[TASK INSTRUCTIONS] Copy each line of the entries that includes the word "info".

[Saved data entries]
+===+
use std::sync::Arc;

use anyhow::{Context, bail};
use rationbot_relay::{
    config::{API_KEY_VAR, Config},
    routes,
    state::AppState,
};
use tokio::signal;
use tracing::info;
use tracing_subscriber::{EnvFilter, fmt};

#[tokio::main]
async fn main() -> anyhow::Result<()> {
    dotenvy::dotenv().ok();
    fmt()
        .with_env_filter(EnvFilter::try_from_default_env().unwrap_or_else(|_| EnvFilter::new("info")))
        .init();

    let config = Config::load();
    if config.api_key.is_none() {
        bail!("{API_KEY_VAR} is not configured");
    }
    info!(?config, "configuration loaded");

    let state = Arc::new(AppState::from_config(&config));
    let app = routes::create_router(state);

    let address = format!("0.0.0.0:{}", config.port);
    let listener = tokio::net::TcpListener::bind(&address)
        .await
        .with_context(|| format!("failed to bind {address}"))?;

    info!("RationBot relay running at http://{address}");
    axum::serve(listener, app)
        .with_graceful_shutdown(shutdown_signal())
        .await
        .context("server error")?;

    info!("Server shut down");
    Ok(())
}

async fn shutdown_signal() {
    if signal::ctrl_c().await.is_ok() {
        info!("Received Ctrl+C, shutting down");
    }
}
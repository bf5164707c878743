// src/message.rs
use serde::{Deserialize, Deserializer, Serialize};

/// Language of the conversation. Only `"ta"` selects Tamil; anything else, missing or not, is English.
#[derive(Clone, Copy, Debug, Default, PartialEq, Eq, Hash, Serialize)]
#[serde(rename_all = "lowercase")]
pub enum Language {
    #[default]
    En,
    Ta,
}

impl Language {
    pub fn code(self) -> &'static str {
        match self {
            Language::En => "en",
            Language::Ta => "ta",
        }
    }
}

impl<'de> Deserialize<'de> for Language {
    fn deserialize<D: Deserializer<'de>>(deserializer: D) -> Result<Self, D::Error> {
        let value = serde_json::Value::deserialize(deserializer)?;
        Ok(match value.as_str() {
            Some("ta") => Language::Ta,
            _ => Language::En,
        })
    }
}

#[derive(Debug, Deserialize)]
pub struct ChatRequest {
    pub message: String,
    #[serde(default)]
    pub language: Language,
    #[serde(default)]
    pub context: Option<String>,
}

#[derive(Debug, Deserialize, Serialize)]
pub struct ChatResponse {
    pub response: String,
}

#[derive(Debug, Deserialize, Serialize)]
pub struct ErrorBody {
    pub error: String,
}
+===+
[EXERCISE OUTPUT]
use tracing::info;
        .with_env_filter(EnvFilter::try_from_default_env().unwrap_or_else(|_| EnvFilter::new("info")))
    info!(?config, "configuration loaded");
    info!("RationBot relay running at http://{address}");
    info!("Server shut down");
        info!("Received Ctrl+C, shutting down");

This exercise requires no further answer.